When you reach the line with "self.pattern_index, &self.id(), f);" in the data below, begin printing lines exactly, and stop once the line with "a warning instead" has been printed.
━━━━━ Data provided ━━━━━
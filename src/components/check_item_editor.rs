//! Check Item Editor Component
//!
//! One card of the settings page: name, response type, and the options or
//! range editor that goes with the chosen type.

use leptos::prelude::*;
use checksheet_core::domain::derivation::{on_response_type_change, rename};
use checksheet_core::{ItemId, ResponseType};

use crate::components::{OptionListEditor, RangeEditor, ResponseTypeSelector};
use crate::store::{use_app_store, AppStateStoreFields, ItemHandle};

#[component]
pub fn CheckItemEditor(pattern_index: usize, item_id: ItemId) -> impl IntoView {
    let store = use_app_store();

    let position_id = item_id.clone();
    let position = Memo::new(move |_| {
        store.book()
            .read()
            .pattern(pattern_index)
            .and_then(|p| p.position_of(&position_id))
            .map(|i| i + 1)
            .unwrap_or(0)
    });

    let handle = ItemHandle::new(store, pattern_index, item_id);
    let response_type = Memo::new(move |_| {
        handle.get().map(|item| item.response_type).unwrap_or_default()
    });

    view! {
        <article class="rounded-lg border bg-background p-4">
            <div class="flex items-center justify-between">
                <p class="text-sm font-medium text-muted-foreground">
                    {move || format!("項目 {}", position.get())}
                </p>
                <button
                    type="button"
                    class="text-xs font-medium text-destructive hover:underline"
                    on:click=move |_| handle.delete()
                >
                    "削除"
                </button>
            </div>

            <div class="mt-3 grid gap-3 md:grid-cols-2">
                <label class="text-sm">
                    <span class="mb-1 block text-muted-foreground">"項目名"</span>
                    <input
                        class="app-input"
                        placeholder="項目名を入力"
                        prop:value=move || handle.get().map(|item| item.name).unwrap_or_default()
                        on:input=move |ev| {
                            let name = event_target_value(&ev);
                            handle.modify(move |item| rename(item, name));
                        }
                    />
                </label>

                <label class="text-sm">
                    <span class="mb-1 block text-muted-foreground">"回答方法"</span>
                    <ResponseTypeSelector
                        current_type=response_type
                        on_change=move |ty| handle.modify(move |item| on_response_type_change(item, ty))
                    />
                </label>
            </div>

            {move || match response_type.get() {
                ResponseType::SingleChoice => view! { <OptionListEditor handle=handle /> }.into_any(),
                ty @ (ResponseType::Temperature | ResponseType::Numeric) => {
                    view! { <RangeEditor handle=handle response_type=ty /> }.into_any()
                }
                ResponseType::FreeText => ().into_any(),
            }}
        </article>
    }
}
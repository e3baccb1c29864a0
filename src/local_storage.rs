//! Browser Local Storage Backend
//!
//! `DocumentStore` over `window.localStorage`. Access is synchronous; a
//! full store surfaces as `QuotaExceeded`.

use wasm_bindgen::{JsCast, JsValue};
use checksheet_core::repository::StorageResult;
use checksheet_core::{DocumentStore, StorageError};

pub struct LocalStorage {
    storage: web_sys::Storage,
}

impl LocalStorage {
    pub fn open() -> StorageResult<Self> {
        let window = web_sys::window()
            .ok_or_else(|| StorageError::Unavailable("no window".to_string()))?;
        let storage = window
            .local_storage()
            .map_err(|e| StorageError::Unavailable(describe(&e)))?
            .ok_or_else(|| StorageError::Unavailable("localStorage is disabled".to_string()))?;
        Ok(Self { storage })
    }
}

impl DocumentStore for LocalStorage {
    fn read(&self, key: &str) -> StorageResult<Option<String>> {
        self.storage
            .get_item(key)
            .map_err(|e| StorageError::Unavailable(describe(&e)))
    }

    fn write(&self, key: &str, document: &str) -> StorageResult<()> {
        self.storage.set_item(key, document).map_err(|e| {
            if is_quota_error(&e) {
                StorageError::QuotaExceeded
            } else {
                StorageError::Unavailable(describe(&e))
            }
        })
    }
}

fn is_quota_error(e: &JsValue) -> bool {
    e.dyn_ref::<web_sys::DomException>()
        .map(|ex| ex.name() == "QuotaExceededError")
        .unwrap_or(false)
}

fn describe(e: &JsValue) -> String {
    e.dyn_ref::<web_sys::DomException>()
        .map(|ex| format!("{}: {}", ex.name(), ex.message()))
        .or_else(|| e.as_string())
        .unwrap_or_else(|| format!("{:?}", e))
}
//! Global Application State Store
//!
//! Uses Leptos reactive_stores for fine-grained reactivity. The pattern book
//! is the single source of truth; every editor callback goes through the
//! helpers below.

use leptos::prelude::*;
use leptos::task::spawn_local;
use reactive_stores::Store;
use gloo_timers::future::TimeoutFuture;
use checksheet_core::{CheckItem, DomainError, ItemId, PatternBook};

use crate::commands;

#[derive(Clone, Copy, Debug, PartialEq, Eq)]
pub enum NoticeKind {
    Success,
    Error,
}

/// Transient message shown at the top of the page
#[derive(Clone, Debug, PartialEq)]
pub struct Notice {
    pub seq: u32,
    pub kind: NoticeKind,
    pub message: String,
}

/// Global application state with field-level reactivity
#[derive(Clone, Debug, Default, Store)]
pub struct AppState {
    /// Patterns being edited
    pub book: PatternBook,
    /// Index of the pattern tab being shown
    pub active_pattern: usize,
    pub notice: Option<Notice>,
    /// Bumped per notice so a stale timer never clears a newer one
    pub notice_seq: u32,
}

impl AppState {
    pub fn new(book: PatternBook) -> Self {
        Self {
            book,
            ..Default::default()
        }
    }
}

/// Type alias for the store
pub type AppStore = Store<AppState>;

/// Get the app store from context
pub fn use_app_store() -> AppStore {
    expect_context::<AppStore>()
}

/// Reactive view of one check item plus a way to edit it
#[derive(Clone, Copy)]
pub struct ItemHandle {
    store: AppStore,
    pub pattern_index: usize,
    item_id: StoredValue<ItemId>,
    item: Memo<Option<CheckItem>>,
}

impl ItemHandle {
    pub fn new(store: AppStore, pattern_index: usize, item_id: ItemId) -> Self {
        let lookup_id = item_id.clone();
        let item = Memo::new(move |_| store.book().read().item(pattern_index, &lookup_id).cloned());
        Self {
            store,
            pattern_index,
            item_id: StoredValue::new(item_id),
            item,
        }
    }

    pub fn id(&self) -> ItemId {
        self.item_id.get_value()
    }

    /// Current item (tracked); `None` once deleted
    pub fn get(&self) -> Option<CheckItem> {
        self.item.get()
    }

    pub fn modify<F>(&self, f: F)
    where
        F: FnOnce(CheckItem) -> CheckItem,
    {
        store_modify_item(&self.store, self.pattern_index, &self.id(), f);
    }

    pub fn delete(&self) {
        store_delete_item(&self.store, self.pattern_index, &self.id());
    }
}

// ========================
// Store Helper Functions
// ========================

/// Add a pattern and switch to its tab; at the cap show a warning instead
pub fn store_add_pattern(store: &AppStore) {
    let result = store.book().write().add_pattern();
    match result {
        Ok(index) => {
            store.active_pattern().set(index);
            store_notify(store, NoticeKind::Success, "新しいパターンを追加しました");
        }
        Err(DomainError::CapacityReached { max }) => {
            store_notify(store, NoticeKind::Error, format!("パターンは最大{}つまでです", max));
        }
        Err(e) => {
            web_sys::console::warn_1(&format!("[STORE] add pattern rejected: {}", e).into());
        }
    }
}

/// Append a blank item to the active pattern
pub fn store_add_item(store: &AppStore) {
    let index = store.active_pattern().get_untracked();
    let result = store.book().write().add_item(index);
    match result {
        Ok(_) => store_notify(store, NoticeKind::Success, "項目を追加しました"),
        Err(e) => web_sys::console::warn_1(&format!("[STORE] add item rejected: {}", e).into()),
    }
}

/// Apply an editor transform to one item. Clears any pending notice.
pub fn store_modify_item<F>(store: &AppStore, pattern_index: usize, item_id: &ItemId, f: F)
where
    F: FnOnce(CheckItem) -> CheckItem,
{
    let result = store.book().write().modify_item(pattern_index, item_id, f);
    if let Err(e) = result {
        web_sys::console::warn_1(&format!("[STORE] update item {} rejected: {}", item_id, e).into());
        return;
    }
    if store.notice().with_untracked(Option::is_some) {
        store.notice().set(None);
    }
}

pub fn store_delete_item(store: &AppStore, pattern_index: usize, item_id: &ItemId) {
    let result = store.book().write().delete_item(pattern_index, item_id);
    match result {
        Ok(()) => store_notify(store, NoticeKind::Success, "項目を削除しました"),
        Err(e) => web_sys::console::warn_1(&format!("[STORE] delete item {} rejected: {}", item_id, e).into()),
    }
}

/// Persist the whole book; failures leave the book as it is
pub fn store_save(store: &AppStore) {
    let result = commands::save_patterns(&store.book().read_untracked());
    match result {
        Ok(()) => store_notify(store, NoticeKind::Success, "保存しました"),
        Err(e) => {
            web_sys::console::error_1(&format!("[STORE] save failed: {}", e).into());
            store_notify(store, NoticeKind::Error, "保存に失敗しました");
        }
    }
}

/// Show a notice and clear it after the configured timeout
pub fn store_notify(store: &AppStore, kind: NoticeKind, message: impl Into<String>) {
    let seq = store.notice_seq().get_untracked().wrapping_add(1);
    store.notice_seq().set(seq);
    store.notice().set(Some(Notice { seq, kind, message: message.into() }));

    let timeout_ms = store.book().read_untracked().config().notice_timeout_ms;
    let store = *store;
    spawn_local(async move {
        TimeoutFuture::new(timeout_ms).await;
        let current = store.notice().with_untracked(|notice| notice.as_ref().map(|n| n.seq));
        if current == Some(seq) {
            store.notice().set(None);
        }
    });
}
//! Storage Commands
//!
//! Load/save entry points used by the store, organized by domain.

mod patterns;

pub use patterns::*;
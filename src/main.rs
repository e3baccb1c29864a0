//! Heatstroke Check Frontend Entry Point

mod models;
mod commands;
mod navigation;
mod local_storage;
mod context;
mod store;
mod components;
mod app;

use app::App;
use leptos::prelude::*;

fn main() {
    console_error_panic_hook::set_once();
    mount_to_body(App);
}
//! Check Sheet Core
//!
//! Layered the same way on both targets (native tests and the WASM front end):
//! - domain: check items, patterns, normal values and the derivation rules
//! - editor: the in-memory pattern store the settings page mutates
//! - repository: persistence port plus memory / JSON-file / legacy support
//! - config: editor limits and storage keys

pub mod config;
pub mod domain;
pub mod editor;
pub mod repository;

pub use config::EditorConfig;
pub use domain::{
    CheckItem, DomainError, DomainResult, Entity, ItemId, NormalValue, Pattern, PatternId,
    ResponseType,
};
pub use editor::{LoadOutcome, PatternBook};
pub use repository::{DocumentRepository, DocumentStore, PatternRepository, StorageError};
━━━━━
Response for this exercise:
        store_modify_item(&self.store, self.pattern_index, &self.id(), f);
    }

    pub fn delete(&self) {
        store_delete_item(&self.store, self.pattern_index, &self.id());
    }
}

// ========================
// Store Helper Functions
// ========================

/// Add a pattern and switch to its tab; at the cap show a warning instead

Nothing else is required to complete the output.